More Rails in Summer/Before the Earnings Wave

July 12, 2018


Instead of a shot heard ‘round the world (to commemorate Independence Day), this trade war started with a shot to the foot.” —(Republican) Gov. Kasich of Ohio

This is just a brief note before the Q2/18 Preview, out Monday, followed by the deluge of earnings….with the World Cup now over, for all intents and purposes, we can refocus on America: trains, business and baseball.  Well, these days politics gets in the way of course – the expanded (an additional $200B in tariffs from the original $34B) trade fight with China….Meanwhile CSX continues to be a flurry of activity….

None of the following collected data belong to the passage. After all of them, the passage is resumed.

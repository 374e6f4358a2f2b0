use std::{
    fmt::{self, Display},
    str::FromStr,
    time::Duration,
};

use alloy_chains::{self, NamedChain};
use color_eyre::eyre::{self, Context, eyre};

/// The chain the exchange is deployed on, plus the endpoints used to reach it.
#[derive(Debug, Clone, PartialEq, Eq, Hash)]
pub struct Chain {
    pub name: NamedChain,
    pub rpc_url: String,
    pub subgraph_url: String,
    pub blocks_subgraph_url: String,
}

impl Chain {
    pub fn new(
        name: &str,
        rpc_url: &str,
        subgraph_url: &str,
        blocks_subgraph_url: &str,
    ) -> eyre::Result<Self> {
        let name = NamedChain::from_str(name)
            .wrap_err_with(|| format!("failed to parse chain name `{name}`"))?;
        match name {
            NamedChain::Polygon | NamedChain::PolygonAmoy | NamedChain::Mainnet => {}
            _ => return Err(eyre!("unsupported chain {}", name)),
        }

        Ok(Self {
            name,
            rpc_url: rpc_url.to_string(),
            subgraph_url: subgraph_url.to_string(),
            blocks_subgraph_url: blocks_subgraph_url.to_string(),
        })
    }

    pub fn metadata(&self) -> alloy_chains::Chain {
        alloy_chains::Chain::from_named(self.name)
    }

    pub fn chain_id(&self) -> u64 {
        self.metadata().id()
    }

    pub fn block_time(&self) -> Duration {
        self.metadata()
            .average_blocktime_hint()
            .unwrap_or(Duration::from_secs(2))
    }

    #[cfg(test)]
    pub fn polygon() -> Self {
        Self {
            name: NamedChain::Polygon,
            rpc_url: "https://polygon-rpc.com".to_string(),
            subgraph_url: "https://api.thegraph.com/subgraphs/name/sameepsi/quickswap06"
                .to_string(),
            blocks_subgraph_url:
                "https://api.thegraph.com/subgraphs/name/sameepsi/maticblocks".to_string(),
        }
    }
}

impl Display for Chain {
    fn fmt(&self, f: &mut fmt::Formatter<'_>) -> fmt::Result {
        write!(f, "{} (id={})", self.name, self.chain_id())
    }
}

What’s real and what’s not?  The impact is beginning to be felt in the economy and on the rails – and in mysterious ways.  Soybean exports boomed in May and June, up to the July 6 retaliatory tariff form the biggest customer, China – the two-month total was up 50% YOY!  The soybean surge was half of the narrowing of the trade “gap” in May – and may contribute 50-60bps to the inflated Q2/18 GDP number (speaking of inflation….but that’s another story).  Up to May YTD, the USDA reported soybean exports down 10% (and wheat, at this point apolitical but still weak, down fully 22%).  Holy inflection, Batman!! Is this for real?  Sadly, no….This appears to be stockpiling and pre-buying (and its driven the Baltic Dry Freight Index up 50% in that same period) - - much as we saw in imported steel from Mexico/Canada/EU, and from JFK on Cuban cigars before the “Missile Crisis” in 1962.   June grain carloadings were up 5% in the US – let’s see what the rails think in the next few weeks….see below for an excellent editorial co-authored by the AAR and some unusual friends, as they join the business chorus requesting an armistice in this “great” trade war….

  • One piece of good/interesting news – the incoming trade minister of Mexico under AMLO said in an interview that she would work with the outgoing government in NAFTA negotiations and could see an agreement by October or November, ahead of the AMLO government taking power on 12/1.  She also said that a “NAFTA-lite” was possible, or even breaking with the alliance stance with Canada, a bilateral deal might be possible….

Intermodal – Good Times (but Good Enough??) – intermodal is obviously doing well – running up 6% (June, Q2, YTD)  in the US & Canada.  Canadian growth may have slowed a bit (+3% in June), but that’s not the worrisome part:  US containers were up 5% in June, and trailers (TOFC) up 24%.  What’s bad about that?  Well – with rail speeds still down (YOY, vs 2016, vs 5-year average), one can infer that the domestic business is doing fine, but not fine enough – and as reported by Larry Gross, some of that TOFC business is because the market is going crazy (spot rates up 50%+) and it is the only available capacity (and thus unlikely to be a secular sticking point, as it were).  Meanwhile, Union Pacific has reported that its SoCal-Chicago major IM lane bookings are sold out….for the year.  Meanwhile, the driver shortage (again, I don’t understand how 94% turnover as reported for Q1/18 by the ATA – fully 25% below the 2007 peak - constitutes a shortage – see last week) has captured the national imagination, with “Fortune” (“Who’ll Keep on Truckin?’”) noting that there are some 500K long haul drivers but that’s still 50K short, and the FT “Big Read” noting that truck tons are up 8% YTD – as are wages.  Rates, meanwhile, are up 50%, and the C-8 truck backlog is the highest since 1999.  The game-clock is ticking on IM….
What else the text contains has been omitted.